Date born: January 27, 1806

Place born: Oels, Silesia, Germany

Date died: November 7, 1882

Place died: Loschwitz, Germany

Artist and Director of the Dresden Gemäldegalerie during the years preceding debate over the authenticity of the Holbein Meyer Madonna. Hübner studied at the Academy School in Berlin and under Wolgang Schadow and later in Düsseldorf. After a trip to Italy and settled in Düsseldorf. In 1839 he moved to Dresden where he was named a professor in the Academy of Arts in 1841. He obtained the great gold medal for painting at Brussels in 1851. In 1871 Hübner became director of the Gemäldegalerie (Paintings Gallery). For some time, controversy had been brewing over the authenticity of two near-identical paintings by Hans Holbein, known as the Meyer Madonna, of which the Dresden museum owned one.
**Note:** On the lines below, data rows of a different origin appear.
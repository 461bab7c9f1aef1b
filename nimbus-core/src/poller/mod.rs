//! Poller - Waiting on long-running operations
//!
//! Some management APIs start an asynchronous operation but return neither an
//! operation-status URL nor a `provisioningState`. The only way to know the
//! operation finished is to re-read the target resource until one of its fields
//! reaches the expected value.
//!
//! A [`PollerType`] performs one such read and classifies it. A [`Poller`]
//! repeats it on an interval until the status is terminal, tolerating a bounded
//! number of transport failures and honoring the caller's [`PollContext`].

mod driver;
mod error;

use std::sync::Arc;
use std::time::Duration;

use async_trait::async_trait;

use crate::context::PollContext;
use crate::response::RawResponse;

pub use driver::Poller;
pub use error::{PollError, PollerError, PollerErrorKind};

/// Status of an operation as observed by a single poll
#[derive(Debug, Clone, Copy, PartialEq, Eq)]
pub enum PollingStatus {
    InProgress,
    Succeeded,
    Failed,
}

impl PollingStatus {
    pub fn is_terminal(self) -> bool {
        !matches!(self, PollingStatus::InProgress)
    }
}

/// Outcome of a single poll
#[derive(Debug, Clone, PartialEq)]
pub struct PollResult {
    pub status: PollingStatus,
    /// Suggested wait before the next poll; the driver's interval applies when `None`
    pub poll_interval: Option<Duration>,
    /// Raw response the status was derived from
    pub http_response: Option<RawResponse>,
}

impl PollResult {
    pub fn new(status: PollingStatus) -> Self {
        Self {
            status,
            poll_interval: None,
            http_response: None,
        }
    }

    pub fn in_progress() -> Self {
        Self::new(PollingStatus::InProgress)
    }

    pub fn succeeded() -> Self {
        Self::new(PollingStatus::Succeeded)
    }

    pub fn failed() -> Self {
        Self::new(PollingStatus::Failed)
    }

    pub fn with_poll_interval(mut self, interval: Duration) -> Self {
        self.poll_interval = Some(interval);
        self
    }

    pub fn with_http_response(mut self, response: RawResponse) -> Self {
        self.http_response = Some(response);
        self
    }
}

/// A single status check bound to one resource and one completion predicate
///
/// Implementations must only observe: issuing the same poll twice without an
/// external change yields the same status.
#[async_trait]
pub trait PollerType: Send + Sync {
    /// What is being waited on (e.g. "disable Monitoring"), used in errors and logs
    fn operation(&self) -> String;

    /// Identifier of the polled resource
    fn resource(&self) -> String;

    /// Query the resource once and classify its current state
    ///
    /// Transport failures are [`PollError::Query`]; a response lacking the
    /// inspected field is [`PollError::MalformedResponse`]. The query must not
    /// be issued once `ctx` is done, and is abandoned if `ctx` ends while it is
    /// in flight ([`PollError::Cancelled`]); [`PollContext::run`] does both.
    async fn poll(&self, ctx: &PollContext) -> Result<PollResult, PollError>;
}

#[async_trait]
impl<T: PollerType + ?Sized> PollerType for Box<T> {
    fn operation(&self) -> String {
        (**self).operation()
    }

    fn resource(&self) -> String {
        (**self).resource()
    }

    async fn poll(&self, ctx: &PollContext) -> Result<PollResult, PollError> {
        (**self).poll(ctx).await
    }
}

#[async_trait]
impl<T: PollerType + ?Sized> PollerType for Arc<T> {
    fn operation(&self) -> String {
        (**self).operation()
    }

    fn resource(&self) -> String {
        (**self).resource()
    }

    async fn poll(&self, ctx: &PollContext) -> Result<PollResult, PollError> {
        (**self).poll(ctx).await
    }
}
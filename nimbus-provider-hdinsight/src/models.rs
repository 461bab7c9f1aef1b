//! Request and response payloads of the HDInsight management API
//!
//! Only the fields the provider reads or writes are modelled. Every response
//! field is optional because the service omits fields freely.

use serde::{Deserialize, Serialize};

/// `GET .../extensions/clustermonitoring`
#[derive(Debug, Clone, Default, PartialEq, Eq, Serialize, Deserialize)]
#[serde(rename_all = "camelCase")]
pub struct ClusterMonitoringResponse {
    #[serde(skip_serializing_if = "Option::is_none")]
    pub cluster_monitoring_enabled: Option<bool>,
    #[serde(skip_serializing_if = "Option::is_none")]
    pub workspace_id: Option<String>,
}

/// `PUT .../extensions/clustermonitoring`
#[derive(Debug, Clone, PartialEq, Eq, Serialize, Deserialize)]
#[serde(rename_all = "camelCase")]
pub struct ClusterMonitoringRequest {
    pub workspace_id: String,
    pub primary_key: String,
}

/// `GET .../extensions/azureMonitor`
#[derive(Debug, Clone, Default, PartialEq, Eq, Serialize, Deserialize)]
#[serde(rename_all = "camelCase")]
pub struct AzureMonitorResponse {
    #[serde(skip_serializing_if = "Option::is_none")]
    pub cluster_monitoring_enabled: Option<bool>,
    #[serde(skip_serializing_if = "Option::is_none")]
    pub workspace_id: Option<String>,
}

/// `PUT .../extensions/azureMonitor`
#[derive(Debug, Clone, PartialEq, Eq, Serialize, Deserialize)]
#[serde(rename_all = "camelCase")]
pub struct AzureMonitorRequest {
    pub workspace_id: String,
    pub primary_key: String,
}

/// `GET .../clusters/{name}`
#[derive(Debug, Clone, Default, PartialEq, Eq, Serialize, Deserialize)]
pub struct Cluster {
    #[serde(skip_serializing_if = "Option::is_none")]
    pub properties: Option<ClusterProperties>,
}

#[derive(Debug, Clone, Default, PartialEq, Eq, Serialize, Deserialize)]
#[serde(rename_all = "camelCase")]
pub struct ClusterProperties {
    /// e.g. `Accepted`, `HdInsightConfiguration`, `Running`, `Error`
    #[serde(skip_serializing_if = "Option::is_none")]
    pub cluster_state: Option<String>,
}
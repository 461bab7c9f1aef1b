//! Poll and poller error types

use thiserror::Error;

use crate::context::CancelReason;
use crate::response::{ApiError, RawResponse};

type BoxError = Box<dyn std::error::Error + Send + Sync>;

/// Error returned by a single poll
#[derive(Debug, Error)]
pub enum PollError {
    /// The status query itself failed; the driver retries these
    #[error("{context}: {source}")]
    Query {
        context: String,
        #[source]
        source: BoxError,
    },

    /// The query succeeded but the response lacks a required field; never retried
    #[error("{context}: `{field}` was missing from the response")]
    MalformedResponse { context: String, field: String },

    /// The caller's context ended before the query completed
    #[error("{0}")]
    Cancelled(CancelReason),
}

impl PollError {
    pub fn query(
        context: impl Into<String>,
        source: impl std::error::Error + Send + Sync + 'static,
    ) -> Self {
        Self::Query {
            context: context.into(),
            source: Box::new(source),
        }
    }

    pub fn malformed(context: impl Into<String>, field: impl Into<String>) -> Self {
        Self::MalformedResponse {
            context: context.into(),
            field: field.into(),
        }
    }

    /// Classify a failed status query
    ///
    /// A body that cannot be decoded is as malformed as one missing a field,
    /// so only status and transport failures are retried.
    pub fn from_api(context: impl Into<String>, err: ApiError) -> Self {
        match err {
            ApiError::Decode(_) => Self::malformed(context, "body"),
            err => Self::query(context, err),
        }
    }

    pub fn is_retryable(&self) -> bool {
        matches!(self, PollError::Query { .. })
    }
}

/// Coarse classification of a [`PollerError`]
#[derive(Debug, Clone, Copy, PartialEq, Eq)]
pub enum PollerErrorKind {
    MalformedResponse,
    RetriesExhausted,
    Cancelled,
    OperationFailed,
}

/// Error returned by [`crate::poller::Poller::poll_until_done`]
#[derive(Debug, Error)]
pub enum PollerError {
    #[error("polling {operation} for {resource}: {source}")]
    MalformedResponse {
        operation: String,
        resource: String,
        #[source]
        source: PollError,
    },

    /// Too many consecutive transport failures; wraps the last one
    #[error(
        "polling {operation} for {resource}: giving up after {attempts} consecutive failed attempts: {source}"
    )]
    RetriesExhausted {
        operation: String,
        resource: String,
        attempts: u32,
        #[source]
        source: PollError,
    },

    #[error("polling {operation} for {resource}: {reason}")]
    Cancelled {
        operation: String,
        resource: String,
        reason: CancelReason,
    },

    /// The resource reported a terminal failure
    #[error("polling {operation} for {resource}: operation failed{}", describe_response(.http_response))]
    OperationFailed {
        operation: String,
        resource: String,
        http_response: Option<RawResponse>,
    },
}

fn describe_response(response: &Option<RawResponse>) -> String {
    match response {
        Some(response) => format!(" ({})", response.summary()),
        None => String::new(),
    }
}

impl PollerError {
    pub fn kind(&self) -> PollerErrorKind {
        match self {
            PollerError::MalformedResponse { .. } => PollerErrorKind::MalformedResponse,
            PollerError::RetriesExhausted { .. } => PollerErrorKind::RetriesExhausted,
            PollerError::Cancelled { .. } => PollerErrorKind::Cancelled,
            PollerError::OperationFailed { .. } => PollerErrorKind::OperationFailed,
        }
    }

    pub fn operation(&self) -> &str {
        match self {
            PollerError::MalformedResponse { operation, .. }
            | PollerError::RetriesExhausted { operation, .. }
            | PollerError::Cancelled { operation, .. }
            | PollerError::OperationFailed { operation, .. } => operation,
        }
    }

    pub fn resource(&self) -> &str {
        match self {
            PollerError::MalformedResponse { resource, .. }
            | PollerError::RetriesExhausted { resource, .. }
            | PollerError::Cancelled { resource, .. }
            | PollerError::OperationFailed { resource, .. } => resource,
        }
    }

    pub fn is_cancelled(&self) -> bool {
        matches!(self, PollerError::Cancelled { .. })
    }

    /// Why the context ended, for cancellation errors
    pub fn cancel_reason(&self) -> Option<CancelReason> {
        match self {
            PollerError::Cancelled { reason, .. } => Some(*reason),
            _ => None,
        }
    }
}
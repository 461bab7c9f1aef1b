//! Nimbus HDInsight Provider
//!
//! Custom pollers for HDInsight operations that report completion only
//! through the resource itself, plus the monitoring lifecycle built on them.

pub mod client;
pub mod cluster_id;
pub mod models;
pub mod monitoring;
pub mod pollers;

#[cfg(test)]
mod testing;

pub use client::{ApiResult, ClustersClient, ExtensionsClient};
pub use cluster_id::{ClusterId, ParseClusterIdError};
pub use monitoring::{
    MASKED_PRIMARY_KEY, MonitorSettings, SettingsError, disable_azure_monitor, disable_monitoring,
    enable_azure_monitor, enable_monitoring, flatten_azure_monitor, flatten_monitoring,
    read_azure_monitor, read_monitoring, reconcile_azure_monitor, reconcile_monitoring,
};
pub use pollers::{ClusterStatePoller, MonitoringExtension, MonitoringPoller, MonitoringTarget};
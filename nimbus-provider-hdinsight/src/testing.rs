//! Scripted transport clients shared by the unit tests

use std::collections::VecDeque;
use std::sync::Mutex;

use async_trait::async_trait;
use nimbus_core::response::{ApiError, ApiResponse, RawResponse};

use crate::client::{ApiResult, ClustersClient, ExtensionsClient};
use crate::cluster_id::ClusterId;
use crate::models::{
    AzureMonitorRequest, AzureMonitorResponse, Cluster, ClusterMonitoringRequest,
    ClusterMonitoringResponse, ClusterProperties,
};

pub(crate) fn cluster_id() -> ClusterId {
    ClusterId::new("00000000-0000-0000-0000-000000000000", "analytics", "spark1")
}

pub(crate) fn init_logger() {
    let _ = env_logger::builder().is_test(true).try_init();
}

/// One scripted reply to a status query
#[derive(Debug, Clone)]
pub(crate) enum Reply {
    Flag(bool),
    NoModel,
    NoFlag,
    Error(u16),
    /// A body that does not decode into the model
    Undecodable,
    /// The query never completes
    Hang,
    State(&'static str),
}

/// Pops replies in order; the last one repeats forever
#[derive(Default)]
struct Script(Mutex<VecDeque<Reply>>);

impl Script {
    fn new(replies: &[Reply]) -> Self {
        Self(Mutex::new(replies.iter().cloned().collect()))
    }

    fn next(&self) -> Reply {
        let mut replies = self.0.lock().unwrap();
        if replies.len() > 1 {
            replies.pop_front().unwrap()
        } else {
            replies.front().cloned().expect("no scripted reply")
        }
    }
}

fn http() -> RawResponse {
    RawResponse::new(200).with_request_id("req-1")
}

fn undecodable() -> ApiError {
    ApiError::Decode("expected value at line 1 column 1".to_string())
}

async fn reply_with<T>(reply: Reply, model: impl FnOnce(Option<bool>) -> T) -> ApiResult<T> {
    match reply {
        Reply::Flag(enabled) => Ok(ApiResponse::new(Some(model(Some(enabled))), http())),
        Reply::NoFlag => Ok(ApiResponse::new(Some(model(None)), http())),
        Reply::NoModel => Ok(ApiResponse::new(None, http())),
        Reply::Error(status) => Err(ApiError::status(status, "scripted failure")),
        Reply::Undecodable => Err(undecodable()),
        Reply::Hang => std::future::pending().await,
        Reply::State(_) => panic!("cluster state reply used for an extension query"),
    }
}

#[derive(Default)]
pub(crate) struct MockExtensionsClient {
    monitoring: Script,
    azure_monitor: Script,
    fail_triggers: bool,
    /// Every call made, in order, e.g. `get_monitoring_status` or `enable_azure_monitor`
    pub calls: Mutex<Vec<String>>,
    pub monitoring_requests: Mutex<Vec<ClusterMonitoringRequest>>,
    pub azure_monitor_requests: Mutex<Vec<AzureMonitorRequest>>,
}

impl MockExtensionsClient {
    pub fn with_monitoring(replies: &[Reply]) -> Self {
        Self {
            monitoring: Script::new(replies),
            ..Default::default()
        }
    }

    pub fn with_azure_monitor(replies: &[Reply]) -> Self {
        Self {
            azure_monitor: Script::new(replies),
            ..Default::default()
        }
    }

    pub fn failing_triggers(mut self) -> Self {
        self.fail_triggers = true;
        self
    }

    pub fn calls(&self) -> Vec<String> {
        self.calls.lock().unwrap().clone()
    }

    pub fn count(&self, call: &str) -> usize {
        self.calls().iter().filter(|c| c.as_str() == call).count()
    }

    fn record(&self, call: &str) {
        self.calls.lock().unwrap().push(call.to_string());
    }

    fn trigger(&self, call: &str) -> ApiResult<()> {
        self.record(call);
        if self.fail_triggers {
            Err(ApiError::status(409, "conflict"))
        } else {
            Ok(ApiResponse::new(None, RawResponse::new(202)))
        }
    }
}

#[async_trait]
impl ExtensionsClient for MockExtensionsClient {
    async fn get_monitoring_status(&self, _id: &ClusterId) -> ApiResult<ClusterMonitoringResponse> {
        self.record("get_monitoring_status");
        reply_with(self.monitoring.next(), |enabled| ClusterMonitoringResponse {
            cluster_monitoring_enabled: enabled,
            workspace_id: Some("11111111-1111-1111-1111-111111111111".to_string()),
        })
        .await
    }

    async fn enable_monitoring(
        &self,
        _id: &ClusterId,
        request: &ClusterMonitoringRequest,
    ) -> ApiResult<()> {
        self.monitoring_requests.lock().unwrap().push(request.clone());
        self.trigger("enable_monitoring")
    }

    async fn disable_monitoring(&self, _id: &ClusterId) -> ApiResult<()> {
        self.trigger("disable_monitoring")
    }

    async fn get_azure_monitor_status(&self, _id: &ClusterId) -> ApiResult<AzureMonitorResponse> {
        self.record("get_azure_monitor_status");
        reply_with(self.azure_monitor.next(), |enabled| AzureMonitorResponse {
            cluster_monitoring_enabled: enabled,
            workspace_id: Some("22222222-2222-2222-2222-222222222222".to_string()),
        })
        .await
    }

    async fn enable_azure_monitor(
        &self,
        _id: &ClusterId,
        request: &AzureMonitorRequest,
    ) -> ApiResult<()> {
        self.azure_monitor_requests
            .lock()
            .unwrap()
            .push(request.clone());
        self.trigger("enable_azure_monitor")
    }

    async fn disable_azure_monitor(&self, _id: &ClusterId) -> ApiResult<()> {
        self.trigger("disable_azure_monitor")
    }
}

pub(crate) struct MockClustersClient {
    states: Script,
    pub gets: Mutex<usize>,
}

impl MockClustersClient {
    pub fn new(replies: &[Reply]) -> Self {
        Self {
            states: Script::new(replies),
            gets: Mutex::new(0),
        }
    }

    pub fn gets(&self) -> usize {
        *self.gets.lock().unwrap()
    }
}

#[async_trait]
impl ClustersClient for MockClustersClient {
    async fn get(&self, _id: &ClusterId) -> ApiResult<Cluster> {
        *self.gets.lock().unwrap() += 1;
        match self.states.next() {
            Reply::State(state) => Ok(ApiResponse::new(
                Some(Cluster {
                    properties: Some(ClusterProperties {
                        cluster_state: Some(state.to_string()),
                    }),
                }),
                http(),
            )),
            Reply::NoFlag => Ok(ApiResponse::new(
                Some(Cluster {
                    properties: Some(ClusterProperties::default()),
                }),
                http(),
            )),
            Reply::NoModel => Ok(ApiResponse::new(None, http())),
            Reply::Error(status) => Err(ApiError::status(status, "scripted failure")),
            Reply::Undecodable => Err(undecodable()),
            Reply::Hang => std::future::pending().await,
            Reply::Flag(_) => panic!("flag reply used for a cluster query"),
        }
    }
}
Hübner, true to his musuem, staunchly opposed the opinion of Franz Kugler and others that the Dresden version was not the autograph one, suggesting, along with art historian Herman Grimm, that both had been my the master based on stylistic grounds. The art scholar Joseph Archer Crowe, however, proved through technical analysis of painting that the Dresden version's binding medium of the pigment could not have been from Holbein's era. His son was Emil Hübner, a noted classical scholar.